Cenni storici

Le civiltà più antiche possedevano una farmacopea vegetale ossia l'arte di ricavare farmaci dai principi attivi. Già 5.000 anni prima dell'era cristiana, la civiltà sumerica utilizzava piante (e metalli) per curare le malattie; le modalità terapeutiche dei Caldei erano esclusivamente di tipo vegetale; nell'America precolombiana venivano adoperate le numerose piante curative tipiche di quelle aree geografiche.

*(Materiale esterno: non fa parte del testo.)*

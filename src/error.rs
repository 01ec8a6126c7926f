//! Error types for mw-aggregate
//!
//! One [`Error`] enum covers the crate. The first group is raised by the
//! aggregation engine itself and is never retryable; the transport group is
//! what [`Error::is_retryable`] reasons about.

use thiserror::Error;

/// The main error type for mw-aggregate
#[derive(Error, Debug)]
pub enum Error {
    // ============================================================================
    // Aggregation
    // ============================================================================
    /// Two partial entities disagree in a way the resolver rejects
    #[error("Cannot merge {path}: {base} vs. {incremental}")]
    MergeConflict {
        /// Dotted attribute path, e.g. `a.b.c`
        path: String,
        /// Description of the accumulated value
        base: String,
        /// Description of the incoming value
        incremental: String,
    },

    /// More consecutive empty responses than the request allows
    #[error("Too many consecutive empty responses ({consecutive}, limit {limit})")]
    TooManyEmptyResponses {
        /// Configured bound
        limit: u32,
        /// Consecutive empty responses seen
        consecutive: u32,
    },

    /// The continuation ended while an entity or batch was still open
    #[error("Continuation ended before aggregation completed: {message}")]
    ProtocolExhaustion {
        /// What was left open
        message: String,
    },

    /// The request would not let aggregation terminate correctly
    #[error("Invalid request shape: {message}")]
    InvalidRequestShape {
        /// Which rule the request broke
        message: String,
    },

    // ============================================================================
    // Response documents
    // ============================================================================
    /// The API answered with an `error` object
    #[error("API error {code}: {info}")]
    Api {
        /// Machine-readable code, e.g. `badtitle`
        code: String,
        /// Human-readable explanation
        info: String,
    },

    /// The document parsed but has an unusable structure
    #[error("Malformed response: {message}")]
    MalformedResponse {
        /// What was wrong
        message: String,
    },

    /// A body or recording is not JSON
    #[error("Invalid JSON: {0}")]
    JsonParse(#[from] serde_json::Error),

    // ============================================================================
    // Configuration
    // ============================================================================
    /// Configuration is missing or inconsistent
    #[error("Configuration error: {message}")]
    Config {
        /// What was wrong
        message: String,
    },

    /// A configuration value parsed but cannot work
    #[error("Invalid value for '{field}': {message}")]
    InvalidConfigValue {
        /// Dotted key, e.g. `http.timeout_secs`
        field: String,
        /// Why the value was rejected
        message: String,
    },

    /// The configuration file is not valid YAML for this schema
    #[error("Invalid configuration file: {0}")]
    YamlParse(#[from] serde_yaml::Error),

    /// The endpoint is not a URL
    #[error("Invalid API endpoint: {0}")]
    InvalidUrl(#[from] url::ParseError),

    // ============================================================================
    // Transport
    // ============================================================================
    /// The request could not be sent or its body not read
    #[error("HTTP request failed: {0}")]
    Http(#[from] reqwest::Error),

    /// Non-success HTTP status
    #[error("HTTP {status}: {body}")]
    HttpStatus {
        /// Status code
        status: u16,
        /// Response body, possibly empty
        body: String,
    },

    /// Throttled by HTTP 429 or a `maxlag` refusal
    #[error("Throttled by the server, retry after {retry_after_seconds}s")]
    RateLimited {
        /// Seconds the server asked us to wait
        retry_after_seconds: u64,
    },

    /// No response within the configured timeout
    #[error("Request timed out after {timeout_ms}ms")]
    Timeout {
        /// The timeout in effect
        timeout_ms: u64,
    },

    // ============================================================================
    // Files
    // ============================================================================
    /// Reading a file failed
    #[error("IO error: {0}")]
    Io(#[from] std::io::Error),

    /// A configuration or replay file does not exist
    #[error("File not found: {path}")]
    FileNotFound {
        /// The path as given
        path: String,
    },

    // ============================================================================
    // Other
    // ============================================================================
    /// An error prefixed with context
    #[error("{0}")]
    Other(String),

    /// Errors from user-supplied resolvers and comparators
    #[error(transparent)]
    Anyhow(#[from] anyhow::Error),
}

impl Error {
    /// Create a merge conflict error
    pub fn merge_conflict(
        path: impl Into<String>,
        base: impl Into<String>,
        incremental: impl Into<String>,
    ) -> Self {
        Self::MergeConflict {
            path: path.into(),
            base: base.into(),
            incremental: incremental.into(),
        }
    }

    /// Create a protocol exhaustion error
    pub fn exhausted(message: impl Into<String>) -> Self {
        Self::ProtocolExhaustion {
            message: message.into(),
        }
    }

    /// Create an invalid request shape error
    pub fn invalid_request(message: impl Into<String>) -> Self {
        Self::InvalidRequestShape {
            message: message.into(),
        }
    }

    /// Create a malformed response error
    pub fn malformed(message: impl Into<String>) -> Self {
        Self::MalformedResponse {
            message: message.into(),
        }
    }

    /// Create a config error
    pub fn config(message: impl Into<String>) -> Self {
        Self::Config {
            message: message.into(),
        }
    }

    /// Create an invalid config value error
    pub fn invalid_value(field: impl Into<String>, message: impl Into<String>) -> Self {
        Self::InvalidConfigValue {
            field: field.into(),
            message: message.into(),
        }
    }

    /// Create an HTTP status error
    pub fn http_status(status: u16, body: impl Into<String>) -> Self {
        Self::HttpStatus {
            status,
            body: body.into(),
        }
    }

    /// Whether repeating the same request may succeed
    pub fn is_retryable(&self) -> bool {
        match self {
            Error::Http(e) => e.is_timeout() || e.is_connect(),
            Error::RateLimited { .. } | Error::Timeout { .. } => true,
            Error::HttpStatus { status, .. } => *status == 429 || (500..600).contains(status),
            _ => false,
        }
    }

    /// Whether the aggregation engine raised this error
    pub fn is_aggregation_error(&self) -> bool {
        matches!(
            self,
            Error::MergeConflict { .. }
                | Error::TooManyEmptyResponses { .. }
                | Error::ProtocolExhaustion { .. }
                | Error::InvalidRequestShape { .. }
        )
    }
}

/// Result type alias for mw-aggregate
pub type Result<T> = std::result::Result<T, Error>;

/// Prefix an error with what was being attempted
pub trait ResultExt<T> {
    /// Prefix with the message `f` builds, only on error
    fn with_context<F: FnOnce() -> String>(self, f: F) -> Result<T>;
}

impl<T, E: Into<Error>> ResultExt<T> for std::result::Result<T, E> {
    fn with_context<F: FnOnce() -> String>(self, f: F) -> Result<T> {
        self.map_err(|e| Error::Other(format!("{}: {}", f(), e.into())))
    }
}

A rimedi vegetali hanno fatto ricorso anche le popolazioni della Cina, dell'antica Persia, dell'Egitto e molte altre ancora.
 

La farmacopea tradizionale è rimasta pressoché immutata fino all'inizio dell'800, tanto che il retrobottega di una farmacia dell'XVIII secolo poteva dirsi quasi identico al laboratorio di uno speziale (una sorta di droghiere che vendeva spezie ed erbe medicinali) del XIII secolo, fatta eccezione per i farmaci importati dal Nuovo Mondo. Solo in seguito la medicina scientifica ha preso sempre più le distanze dai rimedi degli erboristi.
La fitoterapia include quattro tradizioni fondamentali:
- cinese;
- ayurvedica (indiana);
- europea;
- indiana d'America.
 

Nonostante la mancanza di scambi tra le due culture fino al XV secolo, gli erboristi del Vecchio e del Nuovo Mondo hanno utilizzato molte erbe e rimedi di origine vegetale (salice bianco, angelica, liquirizia, luppolo, menta ecc.) in maniera analoga. In tutto il mondo, molte erbe curative sono state scoperte a forza di prove ed errori; la selezione e l'impiego di piante medicinali, così come la trasmissione delle conoscenze sui loro benefici terapeutici ad altri membri della specie, non sembrano essere una prerogativa dell'uomo.

Anche gli animali ammalati - sottolineano i cultori della fitoterapia - mangiano determinate piante altrimenti ignorate in condizioni normali. I progressi delle conoscenze sull'alimentazione dei primati, ad esempio, hanno evidenziato come gli scimpanzé selezionino certe piante medicinali quando si sentono malati.